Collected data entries
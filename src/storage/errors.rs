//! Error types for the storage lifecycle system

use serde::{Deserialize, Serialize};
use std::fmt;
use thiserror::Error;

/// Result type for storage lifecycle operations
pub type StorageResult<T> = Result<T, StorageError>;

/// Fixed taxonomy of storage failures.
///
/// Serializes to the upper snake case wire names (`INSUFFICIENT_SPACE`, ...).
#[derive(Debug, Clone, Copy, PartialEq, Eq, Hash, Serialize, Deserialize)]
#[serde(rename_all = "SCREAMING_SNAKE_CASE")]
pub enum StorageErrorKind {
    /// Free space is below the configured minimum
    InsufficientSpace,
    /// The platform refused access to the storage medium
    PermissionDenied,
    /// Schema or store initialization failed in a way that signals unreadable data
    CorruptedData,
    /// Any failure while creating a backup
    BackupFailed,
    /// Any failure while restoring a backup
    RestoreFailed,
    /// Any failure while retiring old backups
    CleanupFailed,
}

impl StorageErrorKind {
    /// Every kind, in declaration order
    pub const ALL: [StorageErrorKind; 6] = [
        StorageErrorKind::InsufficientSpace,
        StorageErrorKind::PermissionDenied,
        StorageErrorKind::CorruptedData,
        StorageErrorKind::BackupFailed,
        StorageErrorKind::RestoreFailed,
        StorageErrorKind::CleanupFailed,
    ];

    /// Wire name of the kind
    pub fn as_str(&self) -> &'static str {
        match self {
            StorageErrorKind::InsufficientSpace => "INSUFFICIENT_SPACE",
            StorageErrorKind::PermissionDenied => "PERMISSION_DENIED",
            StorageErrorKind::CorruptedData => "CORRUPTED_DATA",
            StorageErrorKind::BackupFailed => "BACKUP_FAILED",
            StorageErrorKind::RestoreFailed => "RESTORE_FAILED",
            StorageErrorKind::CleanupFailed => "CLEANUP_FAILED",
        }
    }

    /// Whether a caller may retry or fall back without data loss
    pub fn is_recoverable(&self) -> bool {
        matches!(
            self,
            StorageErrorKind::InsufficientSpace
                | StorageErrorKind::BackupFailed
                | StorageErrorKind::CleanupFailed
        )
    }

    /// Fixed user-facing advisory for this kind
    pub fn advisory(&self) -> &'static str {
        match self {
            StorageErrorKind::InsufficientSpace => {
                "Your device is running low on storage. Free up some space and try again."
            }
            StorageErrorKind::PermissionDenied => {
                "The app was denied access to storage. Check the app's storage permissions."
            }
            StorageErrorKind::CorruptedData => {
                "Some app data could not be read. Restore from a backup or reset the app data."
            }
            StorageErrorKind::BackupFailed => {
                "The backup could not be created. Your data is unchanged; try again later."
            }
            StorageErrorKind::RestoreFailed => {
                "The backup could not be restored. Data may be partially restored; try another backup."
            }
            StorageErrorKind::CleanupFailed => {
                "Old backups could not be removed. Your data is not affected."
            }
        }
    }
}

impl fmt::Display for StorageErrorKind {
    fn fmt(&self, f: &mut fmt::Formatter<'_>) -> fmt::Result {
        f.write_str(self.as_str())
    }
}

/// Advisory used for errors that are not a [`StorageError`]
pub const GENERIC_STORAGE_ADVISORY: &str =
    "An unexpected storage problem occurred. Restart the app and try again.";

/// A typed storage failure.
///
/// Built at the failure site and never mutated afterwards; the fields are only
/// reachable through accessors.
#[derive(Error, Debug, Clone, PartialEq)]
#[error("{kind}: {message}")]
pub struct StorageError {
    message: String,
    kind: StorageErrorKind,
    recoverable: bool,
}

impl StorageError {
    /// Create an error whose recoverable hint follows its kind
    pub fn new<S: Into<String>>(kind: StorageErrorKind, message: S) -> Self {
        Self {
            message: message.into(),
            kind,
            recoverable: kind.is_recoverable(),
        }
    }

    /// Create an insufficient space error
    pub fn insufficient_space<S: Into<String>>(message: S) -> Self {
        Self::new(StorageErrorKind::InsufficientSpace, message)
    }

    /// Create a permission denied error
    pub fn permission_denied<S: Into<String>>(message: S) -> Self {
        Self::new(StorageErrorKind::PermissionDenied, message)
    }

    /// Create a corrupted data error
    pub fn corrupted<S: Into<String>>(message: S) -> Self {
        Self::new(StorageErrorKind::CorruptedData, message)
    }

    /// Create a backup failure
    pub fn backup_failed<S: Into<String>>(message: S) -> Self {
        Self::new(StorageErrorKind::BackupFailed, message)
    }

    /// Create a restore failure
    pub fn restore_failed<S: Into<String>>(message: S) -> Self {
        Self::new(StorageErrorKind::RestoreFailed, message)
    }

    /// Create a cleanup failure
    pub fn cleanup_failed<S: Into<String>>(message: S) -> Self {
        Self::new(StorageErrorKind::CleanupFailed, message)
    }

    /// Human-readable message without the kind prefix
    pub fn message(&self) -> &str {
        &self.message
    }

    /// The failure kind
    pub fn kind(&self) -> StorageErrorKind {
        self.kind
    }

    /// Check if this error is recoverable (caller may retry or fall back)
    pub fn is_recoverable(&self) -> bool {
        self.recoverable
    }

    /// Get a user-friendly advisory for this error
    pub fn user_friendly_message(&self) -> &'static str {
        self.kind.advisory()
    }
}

...

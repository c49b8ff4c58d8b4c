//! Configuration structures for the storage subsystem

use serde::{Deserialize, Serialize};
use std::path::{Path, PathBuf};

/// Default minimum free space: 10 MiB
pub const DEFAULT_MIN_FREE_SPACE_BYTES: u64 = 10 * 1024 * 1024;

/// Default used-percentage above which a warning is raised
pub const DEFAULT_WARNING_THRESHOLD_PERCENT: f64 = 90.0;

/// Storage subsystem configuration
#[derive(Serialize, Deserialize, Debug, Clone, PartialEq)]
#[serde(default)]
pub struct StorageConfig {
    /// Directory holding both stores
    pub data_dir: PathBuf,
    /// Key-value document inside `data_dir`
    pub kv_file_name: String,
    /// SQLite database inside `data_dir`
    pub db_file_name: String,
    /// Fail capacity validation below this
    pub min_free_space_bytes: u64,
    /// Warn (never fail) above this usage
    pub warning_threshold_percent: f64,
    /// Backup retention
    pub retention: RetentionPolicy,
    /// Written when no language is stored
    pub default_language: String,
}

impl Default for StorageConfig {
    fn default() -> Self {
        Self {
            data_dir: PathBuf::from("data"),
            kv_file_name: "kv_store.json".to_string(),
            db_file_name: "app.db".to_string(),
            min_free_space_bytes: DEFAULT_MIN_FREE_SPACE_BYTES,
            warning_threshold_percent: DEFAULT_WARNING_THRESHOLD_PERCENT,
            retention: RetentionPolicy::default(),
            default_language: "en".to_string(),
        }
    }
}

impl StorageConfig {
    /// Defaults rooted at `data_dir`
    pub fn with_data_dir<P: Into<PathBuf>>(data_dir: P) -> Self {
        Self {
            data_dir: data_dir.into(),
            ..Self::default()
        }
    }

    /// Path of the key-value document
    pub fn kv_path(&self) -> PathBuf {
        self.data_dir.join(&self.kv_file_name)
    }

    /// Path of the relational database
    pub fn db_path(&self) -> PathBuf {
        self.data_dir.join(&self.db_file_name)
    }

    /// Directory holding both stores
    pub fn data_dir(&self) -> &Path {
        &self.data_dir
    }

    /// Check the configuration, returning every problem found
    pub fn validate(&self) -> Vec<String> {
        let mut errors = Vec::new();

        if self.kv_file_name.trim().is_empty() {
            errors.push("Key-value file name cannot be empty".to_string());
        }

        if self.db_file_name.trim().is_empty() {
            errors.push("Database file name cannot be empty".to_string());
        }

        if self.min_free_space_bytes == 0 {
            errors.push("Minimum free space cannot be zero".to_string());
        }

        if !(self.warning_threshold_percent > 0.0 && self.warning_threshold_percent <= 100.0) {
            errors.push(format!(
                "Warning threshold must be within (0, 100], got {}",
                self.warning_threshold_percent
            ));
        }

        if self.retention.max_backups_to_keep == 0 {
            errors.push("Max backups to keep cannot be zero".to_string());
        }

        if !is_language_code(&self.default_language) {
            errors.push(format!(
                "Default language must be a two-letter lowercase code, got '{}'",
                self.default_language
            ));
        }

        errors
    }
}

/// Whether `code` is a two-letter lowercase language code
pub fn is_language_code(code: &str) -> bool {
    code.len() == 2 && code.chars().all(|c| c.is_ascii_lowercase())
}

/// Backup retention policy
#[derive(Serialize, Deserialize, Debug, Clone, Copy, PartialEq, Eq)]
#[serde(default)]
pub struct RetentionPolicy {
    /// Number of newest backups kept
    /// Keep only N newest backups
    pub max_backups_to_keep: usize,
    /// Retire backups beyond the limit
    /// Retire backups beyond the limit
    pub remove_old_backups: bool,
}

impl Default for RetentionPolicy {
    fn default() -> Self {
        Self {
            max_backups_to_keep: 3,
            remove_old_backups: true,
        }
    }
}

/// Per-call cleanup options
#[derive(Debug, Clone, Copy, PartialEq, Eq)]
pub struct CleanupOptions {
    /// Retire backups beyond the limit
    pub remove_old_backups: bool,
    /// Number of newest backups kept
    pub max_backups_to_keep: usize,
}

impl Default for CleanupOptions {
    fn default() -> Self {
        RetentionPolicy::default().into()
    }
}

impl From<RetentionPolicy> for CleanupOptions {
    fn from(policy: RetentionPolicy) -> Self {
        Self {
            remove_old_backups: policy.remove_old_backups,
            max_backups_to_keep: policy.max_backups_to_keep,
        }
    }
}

* _Task description_: Go through the records. Copy each line where "value" appears.

* _The answer_:
    /// Key-value document inside `data_dir`
    /// Path of the key-value document
            errors.push("Key-value file name cannot be empty".to_string());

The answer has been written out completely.